Certain autism organizations have manipulated the current autism rates, as cited on the Pennsylvania billboards, to suggest that every 20 minutes a child is diagnosed with autism. Whether that's shock-tactic hyperbole or not, the truth is that autism has no single known cause, no cure, and shows no signs of abating -- and it's happening worldwide. But one thing's for sure: children grow up. Quickly. And the every-20-minute kids will soon be teenagers and young adults. I should know -- as an adult on the autism spectrum with Asperger's Syndrome I was one of them. And, as Mr. Ne'eman advises, it is high time we pay attention. But to what exactly?
In accordance with the growing numbers of Americans on the autism spectrum (1.5 million and counting) there lies before us an opportunity for unlimited possibilities if we conjoin in a partnership that decrees "we are all more alike than different." Where others have given rise to a multi-billion dollar industry that seductively promises to recover, remediate, and cure autism, still others are imploring acceptance. I, myself, have learned self-advocacy the hard way and am now holding people accountable for their offensive missteps: from the professional who misspells "Asperger's" as "Asberger's" one too many times to the brochure announcing my conference heralded with a prominent puzzle-piece graphic (universal shorthand for autism), it matters to me and I will not be silent. Foregoing popular consensus, I reject the puzzle piece. In my opinion, it is equable with "having a screw loose" or "not playing with a full deck" in that it presupposes vital pieces are absent in order to make someone whole and complete. (And I am requesting sensitivity for this in the same manner that a black-face caricature would never advertise an African-American speaker.)
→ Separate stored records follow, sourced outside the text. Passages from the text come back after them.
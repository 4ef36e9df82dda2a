use chrono::{DateTime, Utc};
use serde::{Deserialize, Serialize};
use std::path::PathBuf;

pub type Pid = u32;

/// Placeholder PID the OS uses for its idle/swapper task.
pub const IDLE_PID: Pid = 0;

/// PID of the kernel's own process (kthreadd on Linux, "System" on Windows).
#[cfg(target_os = "windows")]
pub const KERNEL_PID: Pid = 4;
#[cfg(not(target_os = "windows"))]
pub const KERNEL_PID: Pid = 2;

/// Sentinel PIDs that never appear in a published process list.
pub const SENTINEL_PIDS: [Pid; 2] = [IDLE_PID, KERNEL_PID];

pub fn is_sentinel(pid: Pid) -> bool {
    SENTINEL_PIDS.contains(&pid)
}

#[derive(Debug, Clone, Copy, PartialEq, Eq, Hash, Serialize, Deserialize)]
#[serde(rename_all = "lowercase")]
pub enum SignatureStatus {
    Signed,
    Unsigned,
    Unknown,
}

impl SignatureStatus {
    pub fn is_signed(self) -> bool {
        matches!(self, Self::Signed)
    }
}

/// One process as observed in a single sampling cycle.
///
/// `None` marks a field the sampler could not read (permission denied,
/// not supported on this host). It is never a stand-in for zero.
#[derive(Debug, Clone, PartialEq, Serialize, Deserialize)]
pub struct ProcessSnapshot {
    pub pid: Pid,
    pub ppid: Option<Pid>,
    pub name: String,
    pub exe: Option<PathBuf>,
    pub user: Option<String>,
    /// Owned by a system account (root or a service uid).
    pub system: bool,
    /// Creation time, seconds since the Unix epoch.
    pub start_time: Option<u64>,
    /// CPU usage normalised to the number of cores (0-100).
    pub cpu_percent: Option<f32>,
    pub memory_bytes: Option<u64>,
    pub threads: Option<u32>,
    /// Open handles (file descriptors on Unix).
    pub handles: Option<u32>,
    pub connections: Option<u32>,
    pub signature: SignatureStatus,
    pub window_visible: Option<bool>,
}

impl ProcessSnapshot {
    /// A snapshot with every optional field unknown.
    pub fn new(pid: Pid, name: impl Into<String>) -> Self {
        Self {
            pid,
            ppid: None,
            name: name.into(),
            exe: None,
            user: None,
            system: false,
            start_time: None,
            cpu_percent: None,
            memory_bytes: None,
            threads: None,
            handles: None,
            connections: None,
            signature: SignatureStatus::Unknown,
            window_visible: None,
        }
    }

    pub fn age_secs(&self, now: DateTime<Utc>) -> Option<u64> {
        let start = self.start_time?;
        let now = u64::try_from(now.timestamp()).ok()?;
        Some(now.saturating_sub(start))
    }

    pub fn unknown_fields(&self) -> usize {
        [
            self.ppid.is_none(),
            self.exe.is_none(),
            self.user.is_none(),
            self.start_time.is_none(),
            self.cpu_percent.is_none(),
            self.memory_bytes.is_none(),
            self.threads.is_none(),
            self.handles.is_none(),
            self.connections.is_none(),
            self.signature == SignatureStatus::Unknown,
            self.window_visible.is_none(),
        ]
        .into_iter()
        .filter(|missing| *missing)
        .count()
    }
}

#[derive(Debug, Clone, PartialEq, Serialize, Deserialize)]
pub struct GpuSnapshot {
    pub name: String,
    pub load_percent: f32,
    pub vram_used_mb: u64,
    pub vram_total_mb: u64,
    pub temperature_c: Option<f32>,
}

#[derive(Debug, Clone, PartialEq, Serialize, Deserialize)]
pub struct SensorReading {
    pub label: String,
    pub celsius: f32,
}

/// System-wide resource usage for one sampling cycle.
#[derive(Debug, Clone, Default, PartialEq, Serialize, Deserialize)]
pub struct SystemSnapshot {
    pub timestamp: DateTime<Utc>,
    pub cpu_percent: f32,
    pub per_core: Vec<f32>,
    pub mem_used_bytes: u64,
    pub mem_total_bytes: u64,
    pub gpu: Option<GpuSnapshot>,
    // Rates need two samples, so they are unknown on the first cycle.
    pub disk_read_mb_s: Option<f64>,
    pub disk_write_mb_s: Option<f64>,
    pub net_up_mb_s: Option<f64>,
    pub net_down_mb_s: Option<f64>,
    pub temperatures: Vec<SensorReading>,
}

impl SystemSnapshot {
    pub fn mem_percent(&self) -> f32 {
        if self.mem_total_bytes == 0 {
            return 0.0;
        }
        (self.mem_used_bytes as f64 / self.mem_total_bytes as f64 * 100.0) as f32
    }

    /// Hottest reading across sensors and the GPU.
    pub fn max_temperature(&self) -> Option<f32> {
        self.temperatures
            .iter()
            .map(|t| t.celsius)
            .chain(self.gpu.as_ref().and_then(|g| g.temperature_c))
            .fold(None, |acc: Option<f32>, t| Some(acc.map_or(t, |a| a.max(t))))
    }
}

#[cfg(test)]
mod tests {
    use super::*;
    use chrono::TimeZone;

    #[test]
    fn sentinels_cover_idle_and_kernel() {
        assert!(is_sentinel(0));
        assert!(is_sentinel(KERNEL_PID));
        assert!(!is_sentinel(1));
    }

    #[test]
    fn age_uses_start_time() {
        let mut snap = ProcessSnapshot::new(10, "sh");
        let now = Utc.timestamp_opt(1_000, 0).unwrap();
        assert_eq!(snap.age_secs(now), None);
        snap.start_time = Some(995);
        assert_eq!(snap.age_secs(now), Some(5));
        snap.start_time = Some(2_000);
        assert_eq!(snap.age_secs(now), Some(0));
    }

    #[test]
    fn unknown_fields_are_counted() {
        let mut snap = ProcessSnapshot::new(10, "sh");
        assert_eq!(snap.unknown_fields(), 11);
        snap.cpu_percent = Some(0.0);
        snap.signature = SignatureStatus::Unsigned;
        assert_eq!(snap.unknown_fields(), 9);
    }

    #[test]
    fn max_temperature_includes_gpu() {
        let snap = SystemSnapshot {
            temperatures: vec![SensorReading {
                label: "cpu".into(),
                celsius: 61.0,
            }],
            gpu: Some(GpuSnapshot {
                name: "gpu0".into(),
                load_percent: 10.0,
                vram_used_mb: 1,
                vram_total_mb: 2,
                temperature_c: Some(72.5),
            }),
            ..SystemSnapshot::default()
        };
        assert_eq!(snap.max_temperature(), Some(72.5));
        assert_eq!(SystemSnapshot::default().max_temperature(), None);
    }

    #[test]
    fn mem_percent_handles_zero_total() {
        let snap = SystemSnapshot {
            mem_used_bytes: 512,
            mem_total_bytes: 2048,
            ..SystemSnapshot::default()
        };
        assert_eq!(snap.mem_percent(), 25.0);
        assert_eq!(SystemSnapshot::default().mem_percent(), 0.0);
    }
}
People with autism may have to work a lot harder at integrating with bodies that feel like lead, but it's no different for someone compromised by cerebral palsy or struggling with the aftereffects of stroke. This is why speech may be delayed, or not come at all. Or why processing physical or intellectual requests may take a lot longer. But, regardless of what any superfluous IQ score dictates, they're in there: intelligent, aware, and fully competent, on par with each individual's chronological age or above. People with autism are incapacitated only by the limits imposed upon them by others. Challenge their intellect, don't stifle it with degrading curriculum and repetitive tasks -- and for God's sake, feed their brains! These are the citizens who will, within a few decades, outnumber everybody else. And the world needs more people possessed of great insights, extraordinary talents, and unique problem-solving logic.
My friend Jenn is enrolled in a matriculated Master's program -- the only nonverbal person with autism in the world to bear this distinction. My friend Michael doesn't speak but types independently, and blogs his incredibly rich observations about the world. And Christopher, though only 12, makes presentations (for which he is justly compensated) applying his own Asperger's experience to support others' understanding. This is just the beginning of a movement necessary to promote compassionate accommodations. The children diagnosed with autism today may always require some degree of physical assistance for living in a leaden shell, but that doesn't invalidate their entitlement to participate, contribute, and to simply be.
Within the past year, I generated a poll to people on the autism spectrum and received 30 replies from individuals across the country that ranged in age from seven to their mid-60s. One of the questions I asked pertained to the message they wished to convey to others who are not diagnosed and are considered "normal." Without exception, the responses were consistent: we want to be acknowledged, heard, valued, believed, and accepted. The time has come, then, for us to enter into new dialogues about working with others instead of on them; adapting instead of fixing; including instead of segregating; and not merely tolerating but accepting. This agenda is not dissimilar from those advanced by women's rights, civil rights, physical-disability rights, and gay rights activists in years prior, and Ari Ne'eman's the closest thing autism's got to Rosa Parks. We're not asking for the moon, only to fulfill an essential human need. After all, isn't the desire to be accepted all that any one of us truly wants? People with autism deserve to be valued as people first, not as anomalies that are all too often judged a third-class caste.